Health insurance leads to poorer health rather than better. That's what the recent large population sample protesting more government programs gave us an unusual look at. The crowd was largely a normally healthy looking people who take care of their own medical bills in realizing that health was their best insurance -- and not prepaid medical plans, as is usually displayed by the more typical public service union workers -- who are invariably overweight and out of shape to a much greater extent than the general population.

One of the greatest examples of this, is this paper's editor who is a 300+ lber with the muscle tone of a human jelly fish. That is the rule when people have the best medical insurance and think that it will ensure their health -- providing for their own health rather than abdicating to the health care system to provide that for them.

There's a deliberate distortion that those in poor condition with medical insurance, are subsidizing those in excellent health without medical insurance -- because they rightfully note that they seldom get sick enough to justify the insurance over actual costs. They assess that they cannot afford to be sick and so don't allow themselves to deteriorate to vulnerable susceptibilities -- and such people reward themselves with their own good health without having the need for excessive insurance as a fixed cost, and so it is really the case that they greatly subsidize the poor health of those who drain the health care resources by maintaining chronically poor condition, and even thinking they aren't getting their moneysworth if they don't consume more than their premiums.

A small percentage consume a disproportionate amount of those resources -- because they don't assume personal responsibility for optimizing their own health -- and unless one addresses health first, costs are infinite.

Wednesday, September 02, 2009

The Problem with One-Size Fits All Healthcare

Hawaii's (America's) problems are not so much the lack of health care as the lack of healthy lifestyles which are very evident and on display that if people don't take care of themselves, it is very expensive for other people to take care of them.

That is a culture of dependency and codependency, which becomes cost-prohibitive, as it then requires ten people to maintain one. Such societies go into irreversible death spirals because ultimately, it requires thousands and even millions, to sustain just one.

Then you have such people as the
pharoahs who require that everybody else, exists for the sole purpose of serving the only one that matters.
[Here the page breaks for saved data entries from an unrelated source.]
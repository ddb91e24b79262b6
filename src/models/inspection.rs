//! Modelo de Inspection (recon ledger)
//!
//! El registro estructurado de recon por inspección: dos checklists
//! independientes (mecánico y cosmético) de item → estado + notas, más los
//! códigos de diagnóstico. El origen histórico guardaba esto como blobs
//! JSON sueltos; aquí el estado es un enum tipado con deserialización
//! defensiva: un valor desconocido pasa a `Unknown` (no-failing) y un blob
//! malformado se trata como ledger vacío, nunca como error fatal.

use std::collections::BTreeMap;

use chrono::{DateTime, Utc};
use serde::{Deserialize, Deserializer, Serialize, Serializer};
use uuid::Uuid;

/// Estado de un item del checklist
///
/// Los valores persistidos son los strings exactos case-sensitive
/// `Pass|Attention|Fail|Fixed`; cualquier otro valor legacy deserializa a
/// `Unknown` y cuenta como no-failing.
#[derive(Debug, Clone, Copy, PartialEq, Eq)]
pub enum ItemStatus {
    Pass,
    Attention,
    Fail,
    Fixed,
    Unknown,
}

impl ItemStatus {
    pub fn as_str(&self) -> &'static str {
        match self {
            ItemStatus::Pass => "Pass",
            ItemStatus::Attention => "Attention",
            ItemStatus::Fail => "Fail",
            ItemStatus::Fixed => "Fixed",
            ItemStatus::Unknown => "Unknown",
        }
    }

    /// Match exacto y case-sensitive; todo lo demás es `Unknown`
    pub fn parse(value: &str) -> Self {
        match value {
            "Pass" => ItemStatus::Pass,
            "Attention" => ItemStatus::Attention,
            "Fail" => ItemStatus::Fail,
            "Fixed" => ItemStatus::Fixed,
            _ => ItemStatus::Unknown,
        }
    }

    /// Un item abierto es el que sigue pendiente de reparación
    pub fn is_open(&self) -> bool {
        matches!(self, ItemStatus::Fail | ItemStatus::Attention)
    }
}

impl Serialize for ItemStatus {
    fn serialize<S: Serializer>(&self, serializer: S) -> Result<S::Ok, S::Error> {
        serializer.serialize_str(self.as_str())
    }
}

impl<'de> Deserialize<'de> for ItemStatus {
    fn deserialize<D: Deserializer<'de>>(deserializer: D) -> Result<Self, D::Error> {
        let value = String::deserialize(deserializer)?;
        Ok(ItemStatus::parse(&value))
    }
}

/// Entrada del checklist: estado + notas acumuladas de los técnicos
#[derive(Debug, Clone, Serialize, Deserialize)]
pub struct ChecklistEntry {
    pub status: ItemStatus,
    #[serde(default)]
    pub notes: String,
}

impl ChecklistEntry {
    pub fn new(status: ItemStatus, notes: impl Into<String>) -> Self {
        Self {
            status,
            notes: notes.into(),
        }
    }
}

/// Mapa ordenado de item → entrada (claves únicas por mapa)
pub type ChecklistMap = BTreeMap<String, ChecklistEntry>;

/// Código de diagnóstico (DTC) reportado en la inspección
#[derive(Debug, Clone, Serialize, Deserialize)]
pub struct DiagnosticCode {
    pub code: String,
    pub description: String,
}

/// Prioridad de la inspección / ticket derivado
#[derive(Debug, Clone, Copy, PartialEq, Eq, Serialize, Deserialize)]
#[serde(rename_all = "snake_case")]
pub enum PriorityTier {
    Low,
    Normal,
    High,
    Urgent,
}

impl PriorityTier {
    pub fn as_str(&self) -> &'static str {
        match self {
            PriorityTier::Low => "low",
            PriorityTier::Normal => "normal",
            PriorityTier::High => "high",
            PriorityTier::Urgent => "urgent",
        }
    }

    pub fn parse(value: &str) -> Option<Self> {
        match value {
            "low" => Some(PriorityTier::Low),
            "normal" => Some(PriorityTier::Normal),
            "high" => Some(PriorityTier::High),
            "urgent" => Some(PriorityTier::Urgent),
            _ => None,
        }
    }
}

/// Inspection - el recon ledger de un vehículo
#[derive(Debug, Clone, Serialize, Deserialize)]
pub struct Inspection {
    pub id: Uuid,
    pub tenant_id: Uuid,
    pub location_id: Uuid,
    pub vehicle_id: Uuid,
    pub mechanical: ChecklistMap,
    pub cosmetic: ChecklistMap,
    pub diagnostic_codes: Vec<DiagnosticCode>,
    pub needs_mechanical_recon: bool,
    pub needs_cosmetic_recon: bool,
    pub priority: PriorityTier,
    pub created_at: DateTime<Utc>,
}

impl Inspection {
    /// Issues abiertos restantes: conteo fresco de entradas `Fail` o
    /// `Attention` en ambos mapas. Nunca se mantiene incrementalmente.
    pub fn remaining_open(&self) -> usize {
        self.mechanical
            .values()
            .chain(self.cosmetic.values())
            .filter(|entry| entry.status.is_open())
            .count()
    }
}

/// Parse defensivo de un blob de checklist persistido
///
/// Un blob malformado (no-objeto, entradas rotas) produce un mapa vacío en
/// lugar de un error: el dato legacy no puede tumbar un clock-out.
pub fn checklist_from_value(value: serde_json::Value) -> ChecklistMap {
    serde_json::from_value(value).unwrap_or_default()
}

/// Parse defensivo de la lista de códigos de diagnóstico
pub fn diagnostic_codes_from_value(value: serde_json::Value) -> Vec<DiagnosticCode> {
    serde_json::from_value(value).unwrap_or_default()
}
//! PermissionGate - autorización sí/no
//!
//! Chequeo binario sobre el set de permisos del actor. Toda operación
//! mutante del motor lo consulta ANTES de cualquier efecto colateral y
//! falla rápido con `PermissionDenied`. El scoping de tenant/location va
//! aparte (`ensure_scope`) y produce `AccessDenied`.

use uuid::Uuid;

use crate::models::auth::Actor;
use crate::utils::errors::{AppError, AppResult};

/// Acciones conocidas del motor
pub mod actions {
    pub const CREATE: &str = "create";
    pub const UPDATE: &str = "update";
    pub const DELETE: &str = "delete";
    pub const FORCE_COMPLETE: &str = "force_complete";
}

/// Recursos conocidos del motor
pub mod resources {
    pub const SERVICE_TICKET: &str = "service_ticket";
    pub const TIME_LOG: &str = "time_log";
}

/// Gate de permisos del workflow
pub struct PermissionGate;

impl PermissionGate {
    /// `true` si el actor tiene `manage:all`, `manage:<resource>` o el
    /// permiso exacto `<action>:<resource>`
    pub fn allow(actor: &Actor, action: &str, resource: &str) -> bool {
        let manage_resource = format!("manage:{}", resource);
        let exact = format!("{}:{}", action, resource);
        actor
            .permissions
            .iter()
            .any(|p| p == "manage:all" || *p == manage_resource || *p == exact)
    }

    /// Versión que falla rápido nombrando la regla violada
    pub fn ensure(actor: &Actor, action: &str, resource: &str) -> AppResult<()> {
        if Self::allow(actor, action, resource) {
            Ok(())
        } else {
            Err(AppError::PermissionDenied(format!(
                "user '{}' lacks permission '{}:{}'",
                actor.username, action, resource
            )))
        }
    }

    /// Scoping de tenant/location: el actor solo opera sobre entidades de
    /// su propio tenant y location
    pub fn ensure_scope(actor: &Actor, tenant_id: Uuid, location_id: Uuid) -> AppResult<()> {
        if actor.tenant_id != tenant_id {
            return Err(AppError::AccessDenied(format!(
                "user '{}' cannot access resources of another tenant",
                actor.username
            )));
        }
        if actor.location_id != location_id {
            return Err(AppError::AccessDenied(format!(
                "user '{}' cannot access resources of another location",
                actor.username
            )));
        }
        Ok(())
    }
}
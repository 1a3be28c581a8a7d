// Copyright 2025 the Understory Authors
// SPDX-License-Identifier: Apache-2.0 OR MIT

//! Shapes, their masks and the caller-owned arena that stores them.

use core::fmt;
use core::sync::atomic::{AtomicU64, Ordering};

use bitflags::bitflags;
use kurbo::{Affine, Circle, Rect};
use shapecast_geom::{Geometry, GeometryError, Polygon};

bitflags! {
    /// Category bits used to classify shapes and to select what they are tested against.
    ///
    /// All 64 bits are meaningful; use [`ShapeMask::bit`] to name a single category.
    #[derive(Copy, Clone, Debug, PartialEq, Eq, Hash)]
    #[cfg_attr(feature = "serde", derive(serde::Serialize, serde::Deserialize))]
    pub struct ShapeMask: u64 {
        const _ = !0;
    }
}

impl ShapeMask {
    /// A mask with only bit `n` set.
    ///
    /// # Panics
    ///
    /// Panics if `n >= 64`.
    pub const fn bit(n: u32) -> Self {
        assert!(n < 64, "shape masks have 64 bits");
        Self::from_bits_retain(1 << n)
    }
}

/// Process-unique identity of a [`SpatialTree`](crate::SpatialTree).
#[derive(Copy, Clone, Debug, PartialEq, Eq, Hash, PartialOrd, Ord)]
pub struct IndexId(u64);

impl IndexId {
    pub(crate) fn next() -> Self {
        static NEXT: AtomicU64 = AtomicU64::new(1);
        Self(NEXT.fetch_add(1, Ordering::Relaxed))
    }
}

/// Which half of an index a shape lives in.
#[derive(Copy, Clone, Debug, PartialEq, Eq, Hash)]
pub enum Partition {
    /// Immobile shapes, held in the rebuildable partition tree.
    Static,
    /// Movable shapes, held in the hash grid.
    Dynamic,
}

/// Where a shape is currently registered.
#[derive(Copy, Clone, Debug, PartialEq, Eq, Hash)]
pub struct Registration {
    /// The owning index.
    pub index: IndexId,
    /// The partition inside that index.
    pub partition: Partition,
}

/// A geometry plus the classification data an index needs.
///
/// Polygon shapes always hold the convex hull of the polygon they were built from.
#[derive(Clone, Debug, PartialEq)]
pub struct Shape {
    geometry: Geometry,
    type_mask: ShapeMask,
    collision_mask: ShapeMask,
    registration: Option<Registration>,
}

impl Shape {
    fn new(geometry: Geometry) -> Self {
        Self {
            geometry,
            type_mask: ShapeMask::all(),
            collision_mask: ShapeMask::all(),
            registration: None,
        }
    }

    /// A circle shape.
    pub fn from_circle(circle: Circle) -> Self {
        Self::new(Geometry::Circle(circle))
    }

    /// A rectangle shape; the rectangle is normalized first.
    pub fn from_rect(rect: Rect) -> Self {
        Self::new(Geometry::Rect(rect.abs()))
    }

    /// A polygon shape holding the convex hull of `polygon`.
    pub fn from_polygon(polygon: &Polygon) -> Result<Self, GeometryError> {
        Ok(Self::new(Geometry::Polygon(polygon.to_convex()?)))
    }

    /// Builder-style [`set_type_mask`](Self::set_type_mask).
    #[must_use]
    pub fn with_type_mask(mut self, mask: ShapeMask) -> Self {
        self.type_mask = mask;
        self
    }

    /// Builder-style [`set_collision_mask`](Self::set_collision_mask).
    #[must_use]
    pub fn with_collision_mask(mut self, mask: ShapeMask) -> Self {
        self.collision_mask = mask;
        self
    }

    /// The geometry.
    #[inline]
    pub fn geometry(&self) -> &Geometry {
        &self.geometry
    }

    /// Axis-aligned bounds of the geometry, computed on demand.
    #[inline]
    pub fn bounding_box(&self) -> Rect {
        self.geometry.bounding_box()
    }

    /// The categories this shape belongs to.
    #[inline]
    pub fn type_mask(&self) -> ShapeMask {
        self.type_mask
    }

    /// Set the categories this shape belongs to.
    pub fn set_type_mask(&mut self, mask: ShapeMask) {
        self.type_mask = mask;
    }

    /// The categories this shape is tested against in intersection queries.
    #[inline]
    pub fn collision_mask(&self) -> ShapeMask {
        self.collision_mask
    }

    /// Set the categories this shape is tested against.
    pub fn set_collision_mask(&mut self, mask: ShapeMask) {
        self.collision_mask = mask;
    }

    /// The index holding this shape, if any.
    #[inline]
    pub fn parent(&self) -> Option<IndexId> {
        self.registration.map(|r| r.index)
    }

    /// Current registration, if any.
    #[inline]
    pub fn registration(&self) -> Option<Registration> {
        self.registration
    }

    /// Whether the shape is registered in a dynamic partition.
    #[inline]
    pub fn is_dynamic(&self) -> bool {
        self.registration
            .is_some_and(|r| r.partition == Partition::Dynamic)
    }

    /// Transform an unregistered shape.
    ///
    /// Registered dynamic shapes move through
    /// [`SpatialTree::transform`](crate::SpatialTree::transform) so the grid follows them.
    ///
    /// # Panics
    ///
    /// Panics if the shape is registered in an index.
    pub fn apply_transform(&mut self, affine: Affine) {
        assert!(
            self.registration.is_none(),
            "registered shapes must be moved through their index"
        );
        self.geometry.apply_transform(affine);
    }

    pub(crate) fn transform_registered(&mut self, affine: Affine) {
        self.geometry.apply_transform(affine);
    }

    pub(crate) fn set_registration(&mut self, registration: Option<Registration>) {
        self.registration = registration;
    }
}

/// Generational handle for shapes stored in a [`ShapeArena`].
#[derive(Copy, Clone, PartialEq, Eq, Hash, PartialOrd, Ord)]
pub struct ShapeId(u32, u32);

impl ShapeId {
    #[allow(
        clippy::cast_possible_truncation,
        reason = "Arena slots are 32-bit; the arena refuses to grow past u32::MAX slots."
    )]
    const fn new(slot: usize, generation: u32) -> Self {
        Self(slot as u32, generation)
    }

    /// Slot position inside the arena.
    #[inline]
    pub const fn slot(self) -> usize {
        self.0 as usize
    }

    /// Generation of the slot when this handle was issued.
    #[inline]
    pub const fn generation(self) -> u32 {
        self.1
    }
}

impl fmt::Debug for ShapeId {
    fn fmt(&self, f: &mut fmt::Formatter<'_>) -> fmt::Result {
        write!(f, "ShapeId({}v{})", self.0, self.1)
    }
}

#[derive(Clone, Debug)]
struct Slot {
    generation: u32,
    shape: Option<Shape>,
}

/// Caller-owned storage for shapes.
///
/// Indexes never own shapes; they store [`ShapeId`]s and read the arena that
/// queries are given. A handle stays valid until its shape is removed; after
/// that the slot may be reused under a newer generation and the old handle
/// resolves to nothing.
#[derive(Clone, Default)]
pub struct ShapeArena {
    slots: Vec<Slot>,
    free_list: Vec<usize>,
    len: usize,
}

impl ShapeArena {
    /// Create an empty arena.
    pub fn new() -> Self {
        Self::default()
    }

    /// Store a shape and return its handle.
    ///
    /// # Panics
    ///
    /// Panics if the shape is already registered in an index, or if the arena
    /// would exceed `u32::MAX` slots.
    pub fn insert(&mut self, shape: Shape) -> ShapeId {
        assert!(
            shape.registration.is_none(),
            "shapes enter the arena unregistered"
        );
        self.len += 1;
        if let Some(slot) = self.free_list.pop() {
            let entry = &mut self.slots[slot];
            entry.generation = entry.generation.wrapping_add(1).max(1);
            entry.shape = Some(shape);
            return ShapeId::new(slot, entry.generation);
        }
        assert!(
            u32::try_from(self.slots.len()).is_ok(),
            "shape arena is full"
        );
        self.slots.push(Slot {
            generation: 1,
            shape: Some(shape),
        });
        ShapeId::new(self.slots.len() - 1, 1)
    }

    /// Remove a shape, returning it.
    ///
    /// # Panics
    ///
    /// Panics if the shape is still registered in an index.
    pub fn remove(&mut self, id: ShapeId) -> Option<Shape> {
        let slot = self.slots.get_mut(id.slot())?;
        if slot.generation != id.generation() {
            return None;
        }
        if let Some(shape) = &slot.shape {
            assert!(
                shape.registration.is_none(),
                "remove {id:?} from its index before dropping it"
            );
        }
        let shape = slot.shape.take()?;
        self.free_list.push(id.slot());
        self.len -= 1;
        Some(shape)
    }

    /// Look up a shape.
    pub fn get(&self, id: ShapeId) -> Option<&Shape> {
        let slot = self.slots.get(id.slot())?;
        if slot.generation != id.generation() {
            return None;
        }
        slot.shape.as_ref()
    }

    /// Look up a shape mutably.
    pub fn get_mut(&mut self, id: ShapeId) -> Option<&mut Shape> {
        let slot = self.slots.get_mut(id.slot())?;
        if slot.generation != id.generation() {
            return None;
        }
        slot.shape.as_mut()
    }

    /// Whether `id` refers to a live shape.
    pub fn contains(&self, id: ShapeId) -> bool {
        self.get(id).is_some()
    }

    /// Number of live shapes.
    #[inline]
    pub fn len(&self) -> usize {
        self.len
    }

    /// Whether the arena holds no shapes.
    #[inline]
    pub fn is_empty(&self) -> bool {
        self.len == 0
    }

    /// Iterate live shapes with their handles, in slot order.
    pub fn iter(&self) -> impl Iterator<Item = (ShapeId, &Shape)> + '_ {
        self.slots.iter().enumerate().filter_map(|(i, slot)| {
            slot.shape
                .as_ref()
                .map(|shape| (ShapeId::new(i, slot.generation), shape))
        })
    }
}

impl fmt::Debug for ShapeArena {
    fn fmt(&self, f: &mut fmt::Formatter<'_>) -> fmt::Result {
        f.debug_struct("ShapeArena")
            .field("slots", &self.slots.len())
            .field("live", &self.len)
            .finish_non_exhaustive()
    }
}

#[cfg(test)]
mod tests {
    use super::*;
    use kurbo::Point;

    #[test]
    fn masks_default_to_every_category() {
        let s = Shape::from_rect(Rect::new(0.0, 0.0, 1.0, 1.0));
        assert_eq!(s.type_mask(), ShapeMask::all());
        assert_eq!(s.collision_mask(), ShapeMask::all());
        assert!(s.type_mask().intersects(ShapeMask::bit(63)));
        assert!(s.parent().is_none());
        assert!(!s.is_dynamic());
    }

    #[test]
    fn polygon_shapes_are_hull_reduced() {
        let dart = Polygon::new([
            Point::new(0.0, 0.0),
            Point::new(2.0, 1.0),
            Point::new(0.0, 2.0),
            Point::new(1.0, 1.0),
        ])
        .unwrap();
        let s = Shape::from_polygon(&dart).unwrap();
        let Geometry::Polygon(p) = s.geometry() else {
            panic!("polygon geometry expected");
        };
        assert_eq!(p.vertex_count(), 3);
        assert!(p.is_convex());
    }

    #[test]
    fn stale_handles_resolve_to_nothing() {
        let mut arena = ShapeArena::new();
        let a = arena.insert(Shape::from_circle(Circle::new((0.0, 0.0), 1.0)));
        assert!(arena.remove(a).is_some());
        let b = arena.insert(Shape::from_circle(Circle::new((5.0, 0.0), 1.0)));
        assert_eq!(a.slot(), b.slot());
        assert_ne!(a, b);
        assert!(arena.get(a).is_none());
        assert!(arena.remove(a).is_none());
        assert_eq!(arena.len(), 1);
        assert_eq!(arena.iter().map(|(id, _)| id).collect::<Vec<_>>(), vec![b]);
    }

    #[test]
    fn unregistered_shapes_transform_freely() {
        let mut s = Shape::from_rect(Rect::new(0.0, 0.0, 1.0, 1.0));
        s.apply_transform(Affine::translate((2.0, 3.0)));
        assert_eq!(s.bounding_box(), Rect::new(2.0, 3.0, 3.0, 4.0));
    }
}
In Polynesia, those are the chiefs and kings -- for which everybody then is expected to sacrifice themselves to the One.

We see it in the coming of the Messiah, the Anointed One, as the New York Times and its surrogates will proclaim "him" to be.

In such a society, the citizens will no longer be encouraged to drink the
Kool-Ade, but it will be forced down their throats, because the dictators know what is best for everyone else.

The Final Solution, is to finance and fix a system that is flawed in that way -- because it diverts all the resources from alternatives that don't create these problems -- of which society's ultimate products are sickness, disease and injury -- and not its cessation. That would be regarded as tampering with
individual's rights to be less than perfect and wholesome.

Children at an early age want to be healthy -- but it is the example of teachers who are not healthy themselves, who lead them to believe such deviations from healthy embodiments are preferable and excusable -- because they have no idea what they are talking about, though their certificates and degrees may be many.

What is needed is for instruction on better and more healthful living as the objective of that education and conditioning, and not just knowing more things while failing to manifest the value of that knowledge.

Yet that is what everything has become in a hopelessly fragmented and bureaucratic society, in which the whole is less than the sum of its very expensive parts, each having no idea what its relationship is to anything else.

One has to define the issue of "Health" before one can meaningfully discuss what meaningful and beneficial health care would be -- or it means tossing unlimited more money for a system that isn't working just to perpetuate that status
quo. That has been the missing link in these discussions.